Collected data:
▼
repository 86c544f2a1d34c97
//--------------------------------------------------------------------------------------------------
// MODULE OVERVIEW
//--------------------------------------------------------------------------------------------------
// Event-driven fan-out of committed engine state changes.
//
// | Component                | Description                                                |
// |--------------------------|------------------------------------------------------------|
// | EngineEvent              | Enum representing all events the engine emits              |
// | EventBus                 | Central hub for publishing and subscribing to events       |
// | EventHandler             | Trait for components that can handle events                |
// | EventDispatcher          | Component that routes events to registered handlers        |
//--------------------------------------------------------------------------------------------------

mod dispatcher;
mod event_bus;
mod event_types;
mod handlers;


pub use dispatcher::EventDispatcher;
pub use event_bus::EventBus;
pub use event_types::{ALL_EVENT_TYPES, EngineEvent, EventError, EventResult};
pub use handlers::{EventHandler, EventLogger, PersistenceEventHandler, SettlementForwarder};
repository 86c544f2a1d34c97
pub mod models;
pub mod services;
▲
◆ Directions for this task ◆
Across the entries above, count the lines with the word "EventHandler" and report that count by itself.

◆ Exercise output ◆
2